¿Qué hay de malo en la ley de usurpaciones que está aún en trámite? No cabe duda que en materia de ocupación ilegal de terrenos, especialmente en el sur, la mejora legal es urgente. El derecho actualmente vigente permite la intervención de la policía pero a condición que el ilícito sea flagrante. El resultado es que la demora en la intervención consolida el ilícito y obliga al propietario de la tierra ocupada a ejercer acciones legales (recurso de protección, acción reivindicatoria, precario, etcétera) que son particularmente enrevesadas.
Y la ocupación entonces se extiende en el tiempo.
Así las cosas, establecer la flagrancia permanente tiene múltiples ventajas: permite la intervención de la fuerza pública sin que, como ocurre hoy, el transcurso del tiempo permita hacerse fuerte a los ocupantes.
¿No cabe entonces sino aplaudir la iniciativa?
Desgraciadamente no porque ella contiene un aspecto peligroso: una semilla que puede causar peores males que los que pretende evitar.
En efecto el proyecto consagra lo que se ha llamado legítima defensa privilegiada: autoriza al dueño del predio ocupado, cumplidas ciertas condiciones, a reunir la fuerza y desalojarlo por sí mismo. Se trata de una regla que puede parecer atractiva en lo inmediato; pero basta pensar un momento para reparar en los peligros que conlleva.
Los peligros son dos y de ahí que sea correcto el veto que ha anunciado el gobierno.
El primero es fácil de identificar . El propietario solicita por sí mismo el desalojo y si es resistido por los ocupantes, se desata la posibilidad de la legítima defensa. Basta pensar lo que ocurriría con agricultores organizados, a disposición de quienes vieran sus predios ocupados para darse cuenta del incremento de la violencia que ello podría significar.
Pero el segundo quizá sea el más alarmante por el significado político que reviste.
Dentro de las justificaciones clásicas del estado (¿por qué financiamos al estado y le prestamos obediencia?) la más obvia es la que señaló Hobbes en el XVII: el estado expulsa la violencia de las relaciones sociales y al monopolizar la fuerza hace posible el derecho y el respeto de las reglas.
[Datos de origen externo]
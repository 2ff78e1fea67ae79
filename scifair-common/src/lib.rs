//! # Science Fair Common Library
//!
//! Shared code for the science fair project service:
//! - Project lifecycle status and data model
//! - Lab journal mutations (notes, experiment results)
//! - Category guidance catalog, presentation slides, JSON export
//! - Configuration loading and root folder resolution
//! - SQLite schema, row access and the `ProjectStore` seam

pub mod catalog;
pub mod config;
pub mod db;
pub mod error;
pub mod export;
pub mod journal;
pub mod models;
pub mod presentation;
pub mod status;
pub mod store;

pub use error::{Error, Result};
pub use status::{Direction, ProjectStatus};
pub use store::{ProjectStore, SqliteStore};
Pero si -como ocurre con este proyecto- el estado delega en los ciudadanos el ejercicio de la fuerza y la coacción que hace posibles las reglas, entonces está renunciando a sí mismo, o lo que es peor, confesando que no es capaz de hacer aquello que lo legitima.
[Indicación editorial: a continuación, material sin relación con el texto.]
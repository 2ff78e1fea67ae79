//! Authentication middleware
//!
//! Protected routes need `Authorization: Bearer <session token>`. When a
//! client API key is configured, every API route (including sign-up and
//! sign-in) also needs a matching `apikey` header.

use axum::{
    extract::{Request, State},
    http::{header, HeaderMap},
    middleware::Next,
    response::Response,
};
use scifair_common::db::accounts;
use scifair_common::models::User;
use tracing::warn;

use crate::error::{ApiError, ApiResult};
use crate::AppState;

/// Header carrying the static client API key
pub const API_KEY_HEADER: &str = "apikey";

/// Signed-in caller, inserted into request extensions by [`auth_middleware`]
#[derive(Debug, Clone)]
pub struct CurrentUser {
    pub user: User,
    pub token: String,
}

fn check_client_key(state: &AppState, headers: &HeaderMap) -> ApiResult<()> {
    let Some(expected) = state.client_api_key.as_deref() else {
        return Ok(());
    };

    let provided = headers.get(API_KEY_HEADER).and_then(|v| v.to_str().ok());
    if provided != Some(expected) {
        warn!("Rejected request with missing or invalid client API key");
        return Err(ApiError::Unauthorized("Invalid API key".to_string()));
    }
    Ok(())
}

fn bearer_token(headers: &HeaderMap) -> Option<String> {
    headers
        .get(header::AUTHORIZATION)?
        .to_str()
        .ok()?
        .strip_prefix("Bearer ")
        .map(str::trim)
        .filter(|token| !token.is_empty())
        .map(str::to_string)
}

/// Client API key check for the public account routes
pub async fn client_key_middleware(
    State(state): State<AppState>,
    request: Request,
    next: Next,
) -> Result<Response, ApiError> {
    check_client_key(&state, request.headers())?;
    Ok(next.run(request).await)
}

/// Session authentication for protected routes
///
/// Returns 401 when the client key or the session token is missing or unknown.
pub async fn auth_middleware(
    State(state): State<AppState>,
    mut request: Request,
    next: Next,
) -> Result<Response, ApiError> {
    check_client_key(&state, request.headers())?;

    let token = bearer_token(request.headers())
        .ok_or_else(|| ApiError::Unauthorized("Missing session token".to_string()))?;

    let user = match accounts::find_session_user(&state.db, &token).await? {
        Some(user) => user,
        None => {
            warn!("Rejected request with unknown session token");
            return Err(ApiError::Unauthorized(
                "Session expired or invalid. Please sign in again".to_string(),
            ));
        }
    };

    request.extensions_mut().insert(CurrentUser { user, token });
    Ok(next.run(request).await)
}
De esta manera el estado (y el gobierno) no puede consentir este proyecto de ley, incluso si ha sido aprobado por amplia mayoría, puesto que ello significaría, sin exagerar, que está abdicando de su cualidad más propia, renunciando al monopolio de la fuerza que lo constituye.
Sí, es verdad, los ciudadanos, especialmente todos aquellos que viven con el alma en un hilo temiendo que su propiedad sea ocupada y ellos quedar inermes frente al hecho y frente a los usurpadores, deben sentirse desilusionados con el veto que ha anunciado el gobierno. Sin embargo, nada se resuelve con una regla en la que el estado en vez de cumplir su deber que es el de proteger a los ciudadanos, les entrega a ellos el deber de protegerse a si mismos o, lo que es lo mismo, confiesa que en realidad el estado en esos casos no existe.
En cualquier caso, el veto sería solo parcial y la parte de veras importante de la ley -la consagración de la flagrancia permanente- quedaría incólume. El veto afectaría solo a aquellas reglas que establecen la legítima defensa privilegiada y que al hacerlo, como se ha dicho, abren la puerta a la autotutela, que es el otro nombre que recibe el Far West, el lejano oeste, que se llama así porque estaba tan lejos que el estado no podía llegar.
Pero el Far west es el otro nombre de una guerra larvada, una autorización a que quien tenga la fuerza -sea quien es hoy propietario o quien sea mañana ocupante ilegal- el que imponga las reglas.
Y algo así que llama ley a la mera fuerza, es la ley de la fuerza, es decir algo incompatible con la democracia y el estado de derecho.